▸ Task details:
Transcribe the data in full; each line must match exactly.

▸ The input:
┌──
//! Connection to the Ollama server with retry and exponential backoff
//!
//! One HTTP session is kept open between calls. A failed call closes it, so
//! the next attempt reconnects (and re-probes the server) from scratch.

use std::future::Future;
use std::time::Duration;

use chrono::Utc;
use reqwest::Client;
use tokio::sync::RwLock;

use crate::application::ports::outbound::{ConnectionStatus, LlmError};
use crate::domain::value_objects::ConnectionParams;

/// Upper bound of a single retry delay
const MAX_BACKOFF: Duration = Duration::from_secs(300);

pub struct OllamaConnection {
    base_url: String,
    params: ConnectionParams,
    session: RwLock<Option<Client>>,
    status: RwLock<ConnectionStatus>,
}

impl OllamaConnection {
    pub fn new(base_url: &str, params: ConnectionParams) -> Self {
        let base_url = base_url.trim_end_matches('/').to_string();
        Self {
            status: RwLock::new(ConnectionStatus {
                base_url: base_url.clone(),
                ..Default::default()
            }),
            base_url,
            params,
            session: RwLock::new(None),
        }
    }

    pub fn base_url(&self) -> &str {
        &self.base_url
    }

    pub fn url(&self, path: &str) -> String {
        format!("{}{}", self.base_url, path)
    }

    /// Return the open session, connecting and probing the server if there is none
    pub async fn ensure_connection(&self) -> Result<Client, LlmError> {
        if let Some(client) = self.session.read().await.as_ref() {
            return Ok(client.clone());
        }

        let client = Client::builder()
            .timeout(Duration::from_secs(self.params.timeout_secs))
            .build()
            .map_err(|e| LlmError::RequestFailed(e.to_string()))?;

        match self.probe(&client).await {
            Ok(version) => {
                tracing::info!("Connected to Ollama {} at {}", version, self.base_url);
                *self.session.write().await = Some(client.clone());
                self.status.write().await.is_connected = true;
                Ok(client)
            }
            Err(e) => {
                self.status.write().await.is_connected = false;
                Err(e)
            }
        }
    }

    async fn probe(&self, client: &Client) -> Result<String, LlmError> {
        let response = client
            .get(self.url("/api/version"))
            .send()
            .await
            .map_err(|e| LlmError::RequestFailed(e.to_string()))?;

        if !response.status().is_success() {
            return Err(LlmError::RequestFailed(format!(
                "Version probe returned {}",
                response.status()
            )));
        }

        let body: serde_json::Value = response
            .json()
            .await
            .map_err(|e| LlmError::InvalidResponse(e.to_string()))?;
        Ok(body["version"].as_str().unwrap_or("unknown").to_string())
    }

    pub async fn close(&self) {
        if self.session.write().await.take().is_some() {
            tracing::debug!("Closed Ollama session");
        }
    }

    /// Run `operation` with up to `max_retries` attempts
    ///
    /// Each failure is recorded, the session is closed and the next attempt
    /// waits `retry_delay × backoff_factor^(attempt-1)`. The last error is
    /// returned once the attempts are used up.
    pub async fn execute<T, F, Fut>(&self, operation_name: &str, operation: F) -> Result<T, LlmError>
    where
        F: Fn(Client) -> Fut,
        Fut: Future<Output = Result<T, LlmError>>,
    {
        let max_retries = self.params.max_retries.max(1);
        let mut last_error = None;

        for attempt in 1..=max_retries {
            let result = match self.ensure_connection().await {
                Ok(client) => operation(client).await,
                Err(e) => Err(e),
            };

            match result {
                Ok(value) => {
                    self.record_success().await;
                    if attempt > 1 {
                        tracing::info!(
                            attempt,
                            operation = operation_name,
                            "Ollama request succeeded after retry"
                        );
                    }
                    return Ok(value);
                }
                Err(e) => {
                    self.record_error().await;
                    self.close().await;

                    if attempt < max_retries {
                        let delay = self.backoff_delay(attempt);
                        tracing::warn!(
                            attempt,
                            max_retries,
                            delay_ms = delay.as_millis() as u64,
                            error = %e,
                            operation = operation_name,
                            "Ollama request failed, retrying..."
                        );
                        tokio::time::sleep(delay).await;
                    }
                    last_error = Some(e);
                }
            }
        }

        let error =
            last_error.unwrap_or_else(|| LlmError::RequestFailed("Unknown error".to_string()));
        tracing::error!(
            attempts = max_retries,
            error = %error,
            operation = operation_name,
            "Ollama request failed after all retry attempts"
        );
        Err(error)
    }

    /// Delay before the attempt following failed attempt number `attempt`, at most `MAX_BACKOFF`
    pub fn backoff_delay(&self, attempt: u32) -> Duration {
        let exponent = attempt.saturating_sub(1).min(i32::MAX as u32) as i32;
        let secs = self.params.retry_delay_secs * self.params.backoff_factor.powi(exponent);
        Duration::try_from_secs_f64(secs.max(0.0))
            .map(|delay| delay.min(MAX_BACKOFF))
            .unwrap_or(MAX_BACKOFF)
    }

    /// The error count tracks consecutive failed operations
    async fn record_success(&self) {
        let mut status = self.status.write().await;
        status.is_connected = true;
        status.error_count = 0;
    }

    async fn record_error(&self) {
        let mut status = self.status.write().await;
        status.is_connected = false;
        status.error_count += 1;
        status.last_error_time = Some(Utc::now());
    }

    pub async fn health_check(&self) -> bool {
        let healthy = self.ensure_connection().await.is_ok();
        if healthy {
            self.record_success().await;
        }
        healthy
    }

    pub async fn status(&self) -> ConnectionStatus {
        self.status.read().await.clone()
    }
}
└──
▸ Response:
//! Connection to the Ollama server with retry and exponential backoff
//!
//! One HTTP session is kept open between calls. A failed call closes it, so
//! the next attempt reconnects (and re-probes the server) from scratch.

use std::future::Future;
use std::time::Duration;

use chrono::Utc;
use reqwest::Client;
use tokio::sync::RwLock;

use crate::application::ports::outbound::{ConnectionStatus, LlmError};
use crate::domain::value_objects::ConnectionParams;

/// Upper bound of a single retry delay
const MAX_BACKOFF: Duration = Duration::from_secs(300);

pub struct OllamaConnection {
    base_url: String,
    params: ConnectionParams,
    session: RwLock<Option<Client>>,
    status: RwLock<ConnectionStatus>,
}

impl OllamaConnection {
    pub fn new(base_url: &str, params: ConnectionParams) -> Self {
        let base_url = base_url.trim_end_matches('/').to_string();
        Self {
            status: RwLock::new(ConnectionStatus {
                base_url: base_url.clone(),
                ..Default::default()
            }),
            base_url,
            params,
            session: RwLock::new(None),
        }
    }

    pub fn base_url(&self) -> &str {
        &self.base_url
    }

    pub fn url(&self, path: &str) -> String {
        format!("{}{}", self.base_url, path)
    }

    /// Return the open session, connecting and probing the server if there is none
    pub async fn ensure_connection(&self) -> Result<Client, LlmError> {
        if let Some(client) = self.session.read().await.as_ref() {
            return Ok(client.clone());
        }

        let client = Client::builder()
            .timeout(Duration::from_secs(self.params.timeout_secs))
            .build()
            .map_err(|e| LlmError::RequestFailed(e.to_string()))?;

        match self.probe(&client).await {
            Ok(version) => {
                tracing::info!("Connected to Ollama {} at {}", version, self.base_url);
                *self.session.write().await = Some(client.clone());
                self.status.write().await.is_connected = true;
                Ok(client)
            }
            Err(e) => {
                self.status.write().await.is_connected = false;
                Err(e)
            }
        }
    }

    async fn probe(&self, client: &Client) -> Result<String, LlmError> {
        let response = client
            .get(self.url("/api/version"))
            .send()
            .await
            .map_err(|e| LlmError::RequestFailed(e.to_string()))?;

        if !response.status().is_success() {
            return Err(LlmError::RequestFailed(format!(
                "Version probe returned {}",
                response.status()
            )));
        }

        let body: serde_json::Value = response
            .json()
            .await
            .map_err(|e| LlmError::InvalidResponse(e.to_string()))?;
        Ok(body["version"].as_str().unwrap_or("unknown").to_string())
    }

    pub async fn close(&self) {
        if self.session.write().await.take().is_some() {
            tracing::debug!("Closed Ollama session");
        }
    }

    /// Run `operation` with up to `max_retries` attempts
    ///
    /// Each failure is recorded, the session is closed and the next attempt
    /// waits `retry_delay × backoff_factor^(attempt-1)`. The last error is
    /// returned once the attempts are used up.
    pub async fn execute<T, F, Fut>(&self, operation_name: &str, operation: F) -> Result<T, LlmError>
    where
        F: Fn(Client) -> Fut,
        Fut: Future<Output = Result<T, LlmError>>,
    {
        let max_retries = self.params.max_retries.max(1);
        let mut last_error = None;

        for attempt in 1..=max_retries {
            let result = match self.ensure_connection().await {
                Ok(client) => operation(client).await,
                Err(e) => Err(e),
            };

            match result {
                Ok(value) => {
                    self.record_success().await;
                    if attempt > 1 {
                        tracing::info!(
                            attempt,
                            operation = operation_name,
                            "Ollama request succeeded after retry"
                        );
                    }
                    return Ok(value);
                }
                Err(e) => {
                    self.record_error().await;
                    self.close().await;

                    if attempt < max_retries {
                        let delay = self.backoff_delay(attempt);
                        tracing::warn!(
                            attempt,
                            max_retries,
                            delay_ms = delay.as_millis() as u64,
                            error = %e,
                            operation = operation_name,
                            "Ollama request failed, retrying..."
                        );
                        tokio::time::sleep(delay).await;
                    }
                    last_error = Some(e);
                }
            }
        }

        let error =
            last_error.unwrap_or_else(|| LlmError::RequestFailed("Unknown error".to_string()));
        tracing::error!(
            attempts = max_retries,
            error = %error,
            operation = operation_name,
            "Ollama request failed after all retry attempts"
        );
        Err(error)
    }

    /// Delay before the attempt following failed attempt number `attempt`, at most `MAX_BACKOFF`
    pub fn backoff_delay(&self, attempt: u32) -> Duration {
        let exponent = attempt.saturating_sub(1).min(i32::MAX as u32) as i32;
        let secs = self.params.retry_delay_secs * self.params.backoff_factor.powi(exponent);
        Duration::try_from_secs_f64(secs.max(0.0))
            .map(|delay| delay.min(MAX_BACKOFF))
            .unwrap_or(MAX_BACKOFF)
    }

    /// The error count tracks consecutive failed operations
    async fn record_success(&self) {
        let mut status = self.status.write().await;
        status.is_connected = true;
        status.error_count = 0;
    }

    async fn record_error(&self) {
        let mut status = self.status.write().await;
        status.is_connected = false;
        status.error_count += 1;
        status.last_error_time = Some(Utc::now());
    }

    pub async fn health_check(&self) -> bool {
        let healthy = self.ensure_connection().await.is_ok();
        if healthy {
            self.record_success().await;
        }
        healthy
    }

    pub async fn status(&self) -> ConnectionStatus {
        self.status.read().await.clone()
    }
}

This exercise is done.